The Double Bottom Line: One of the key roles Locust Walk has played for its clients has been finding funding for their life science businesses. Traditionally, that funding has come from venture capital or through strategic partnerships with other life science companies. Meyerson says that funding has also come from one other source which he had not contemplated when first launching Locust Walk; family office investors. A family office is a firm established for the strategic management of the wealth and affairs of one or more affluent families, typically with $100 million to greater than $1 billion in assets (exceeding the asset levels of typical angel investors). In working with such firms, Meyerson began to realize he was doing much more than providing value to his life science clients in need of capital, he was also creating what he terms “the double bottom line” for family office clients, which is why Locust Walk is now building an entire family office focused investment arm to their business. Meyerson and his team have studied and vetted hundreds of life science businesses, making them uniquely qualified to help family offices achieve their goal of making money on their investments while simultaneously making an impact on a particular disease. Such is the double bottom line, Meyerson talks about. He says that he has the ability to serve in a principal capacity to help family offices invest money into life science businesses that are near and dear to the hearts of the families they serve. For example, if a family has been impacted by a rare disease, now they can direct a portion of their investments toward a life science business that is working on treatment or eradication of the disease. The double bottom line for Meyerson, means having the ability to help family offices make strategic, well positioned investments while making a social impact on the diseases that have impacted these families. Meyerson says that the double bottom line is rare in business, but when you find one, you can grow your business while potentially making a crater sized impact on the world. And such is the plan at Locust Walk.

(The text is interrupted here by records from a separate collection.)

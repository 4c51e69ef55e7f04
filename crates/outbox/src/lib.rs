//! Transactional outbox.
//!
//! Aggregate repositories write [`OutboxEvent`] rows in the same storage
//! transaction as the state change they describe. The [`Publisher`] relays
//! unpublished rows to a [`MessageBroker`] with at-least-once delivery and
//! bounded retries.

pub mod broker;
pub mod error;
pub mod event;
pub mod memory;
pub mod postgres;
pub mod publisher;
pub mod store;

pub use broker::{InMemoryBroker, MessageBroker};
#[cfg(feature = "redis")]
pub use broker::RedisStreamBroker;
pub use error::{OutboxError, Result};
pub use event::{CloudEvent, OutboxEvent, OutboxEventBuilder, OutboxEventId};
pub use memory::{InMemoryOutbox, OutboxBatch};
pub use postgres::PostgresOutbox;
pub use publisher::{Publisher, PublisherConfig, PublisherStats};
pub use store::OutboxRepository;

/// Topic all inventory events are published to.
pub const INVENTORY_TOPIC: &str = "wms.inventory.events";
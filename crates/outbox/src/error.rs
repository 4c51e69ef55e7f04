use common::Interrupted;
use thiserror::Error;

use crate::OutboxEventId;

/// Errors that can occur when writing, reading or relaying outbox rows.
#[derive(Debug, Error)]
pub enum OutboxError {
    #[error("Outbox event not found: {0}")]
    NotFound(OutboxEventId),

    #[error("Outbox event is missing required field `{0}`")]
    MissingField(&'static str),

    /// The broker rejected or failed to accept a message.
    #[error("Publish to {topic} failed: {message}")]
    Publish { topic: String, message: String },

    #[error(transparent)]
    Interrupted(#[from] Interrupted),

    #[error("Database error: {0}")]
    Database(#[from] sqlx::Error),

    #[error("Serialization error: {0}")]
    Serialization(#[from] serde_json::Error),
}

impl OutboxError {
    pub fn publish(topic: impl Into<String>, message: impl std::fmt::Display) -> Self {
        OutboxError::Publish {
            topic: topic.into(),
            message: message.to_string(),
        }
    }
}

/// Result type for outbox operations.
pub type Result<T> = std::result::Result<T, OutboxError>;
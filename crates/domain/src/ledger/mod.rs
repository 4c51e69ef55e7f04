//! Inventory ledger aggregate, cost layers and journal entries.

mod aggregate;
mod commands;
mod cost_layer;
mod entry;
mod service;

pub use aggregate::{InventoryLedger, LedgerPosting};
pub use commands::{AdjustStock, ConsumeStock, ReceiveStock};
pub use cost_layer::{CostLayer, CostLayers, LayerDraw, ValuationMethod};
pub use entry::{
    AccountBalance, AccountType, LedgerEntry, LedgerTransactionId, ReferenceType, is_balanced,
};
pub use service::LedgerService;

use common::MoneyError;
use thiserror::Error;

/// Errors that can occur during ledger operations.
#[derive(Debug, Clone, PartialEq, Eq, Error)]
pub enum LedgerError {
    /// Quantity must be greater than zero.
    #[error("Invalid quantity: {quantity} (must be greater than 0)")]
    InvalidQuantity { quantity: i64 },

    /// Receipts must carry a positive unit cost.
    #[error("Unit cost must be greater than 0")]
    ZeroUnitCost,

    /// Not enough stock on hand; nothing was consumed.
    #[error("Insufficient stock for {sku}: requested {requested}, available {available}")]
    InsufficientStock {
        sku: String,
        requested: u64,
        available: u64,
    },

    #[error(transparent)]
    Money(#[from] MoneyError),
}
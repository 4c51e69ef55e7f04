use chrono::Utc;
use common::{Currency, Money, Tenancy};
use criterion::{BatchSize, Criterion, criterion_group, criterion_main};
use domain::{
    ConsumeStock, CostLayers, InventoryLedger, ReceiveStock, ReferenceType, ValuationMethod,
};

fn tenancy() -> Tenancy {
    Tenancy::new("T1", "F1", "W1")
}

fn stocked_ledger(layers: u64) -> InventoryLedger {
    let mut ledger = InventoryLedger::new("SKU-BENCH", tenancy(), Currency::USD, ValuationMethod::Fifo);
    for i in 0..layers {
        ledger
            .record_receiving(&ReceiveStock::new(
                tenancy(),
                "SKU-BENCH",
                10,
                Money::usd(1000 + i as i64),
                "DOCK-1",
                format!("PO-{i}"),
                "bench",
            ))
            .unwrap();
    }
    ledger
}

fn bench_plan_draw(c: &mut Criterion) {
    let mut layers = CostLayers::new();
    for i in 0..1_000 {
        layers.add_cost_layer(10, Money::usd(1000 + i), format!("PO-{i}"), Utc::now());
    }

    c.bench_function("ledger/plan_draw_1000_layers", |b| {
        b.iter(|| layers.plan_draw(5_000, ValuationMethod::Fifo).unwrap());
    });
}

fn bench_record_receiving(c: &mut Criterion) {
    c.bench_function("ledger/record_receiving", |b| {
        b.iter_batched(
            || stocked_ledger(0),
            |mut ledger| {
                ledger
                    .record_receiving(&ReceiveStock::new(
                        tenancy(),
                        "SKU-BENCH",
                        100,
                        Money::usd(1500),
                        "DOCK-1",
                        "PO-1",
                        "bench",
                    ))
                    .unwrap()
            },
            BatchSize::SmallInput,
        );
    });
}

fn bench_record_consumption(c: &mut Criterion) {
    c.bench_function("ledger/consume_across_50_layers", |b| {
        b.iter_batched(
            || stocked_ledger(100),
            |mut ledger| {
                ledger
                    .record_consumption(&ConsumeStock::new(
                        tenancy().scope(),
                        "SKU-BENCH",
                        500,
                        "PICK-1",
                        "SO-1",
                        ReferenceType::SalesOrder,
                        "bench",
                    ))
                    .unwrap()
            },
            BatchSize::SmallInput,
        );
    });
}

criterion_group!(
    benches,
    bench_plan_draw,
    bench_record_receiving,
    bench_record_consumption
);
criterion_main!(benches);
//! Ledger commands.

use chrono::{DateTime, Utc};
use common::{Money, Tenancy, TenantScope};

use super::ReferenceType;

/// Receive stock into a location at a unit cost.
#[derive(Debug, Clone)]
pub struct ReceiveStock {
    pub tenancy: Tenancy,
    pub sku: String,
    pub quantity: u64,
    pub unit_cost: Money,
    pub location_id: String,
    /// Purchase order or ASN.
    pub reference_id: String,
    pub received_by: String,
    pub occurred_at: DateTime<Utc>,
}

impl ReceiveStock {
    pub fn new(
        tenancy: Tenancy,
        sku: impl Into<String>,
        quantity: u64,
        unit_cost: Money,
        location_id: impl Into<String>,
        reference_id: impl Into<String>,
        received_by: impl Into<String>,
    ) -> Self {
        Self {
            tenancy,
            sku: sku.into(),
            quantity,
            unit_cost,
            location_id: location_id.into(),
            reference_id: reference_id.into(),
            received_by: received_by.into(),
            occurred_at: Utc::now(),
        }
    }

    pub fn at(mut self, occurred_at: DateTime<Utc>) -> Self {
        self.occurred_at = occurred_at;
        self
    }
}

/// Consume stock, recognising cost of goods sold.
#[derive(Debug, Clone)]
pub struct ConsumeStock {
    pub scope: TenantScope,
    pub sku: String,
    pub quantity: u64,
    pub location_id: String,
    pub reference_id: String,
    pub reference_type: ReferenceType,
    pub consumed_by: String,
    pub occurred_at: DateTime<Utc>,
}

impl ConsumeStock {
    pub fn new(
        scope: TenantScope,
        sku: impl Into<String>,
        quantity: u64,
        location_id: impl Into<String>,
        reference_id: impl Into<String>,
        reference_type: ReferenceType,
        consumed_by: impl Into<String>,
    ) -> Self {
        Self {
            scope,
            sku: sku.into(),
            quantity,
            location_id: location_id.into(),
            reference_id: reference_id.into(),
            reference_type,
            consumed_by: consumed_by.into(),
            occurred_at: Utc::now(),
        }
    }

    pub fn at(mut self, occurred_at: DateTime<Utc>) -> Self {
        self.occurred_at = occurred_at;
        self
    }
}

/// Signed correction of the on-hand quantity.
#[derive(Debug, Clone)]
pub struct AdjustStock {
    pub scope: TenantScope,
    pub sku: String,
    pub quantity_delta: i64,
    pub reason: String,
    pub location_id: String,
    pub reference_id: String,
    pub adjusted_by: String,
    pub occurred_at: DateTime<Utc>,
}

impl AdjustStock {
    pub fn new(
        scope: TenantScope,
        sku: impl Into<String>,
        quantity_delta: i64,
        reason: impl Into<String>,
        location_id: impl Into<String>,
        reference_id: impl Into<String>,
        adjusted_by: impl Into<String>,
    ) -> Self {
        Self {
            scope,
            sku: sku.into(),
            quantity_delta,
            reason: reason.into(),
            location_id: location_id.into(),
            reference_id: reference_id.into(),
            adjusted_by: adjusted_by.into(),
            occurred_at: Utc::now(),
        }
    }

    pub fn at(mut self, occurred_at: DateTime<Utc>) -> Self {
        self.occurred_at = occurred_at;
        self
    }
}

Although the trajectory of growth at Locust Walk in eight years has been nothing short of exceptional, Meyerson says that the fun is really just beginning. He says that Locust Walk has ignited a flame in the family office space that is simply unstoppable, and so the real trajectory of growth is beginning now. He says that at the end of the day, everyone just wants an opportunity to positively change the world, and fortunately for Locust Walk, they just may have cornered the market by helping both their life science clients and their family office clients do just that. He’s Geoff Meyerson, and he’s building a business that matters through convergence.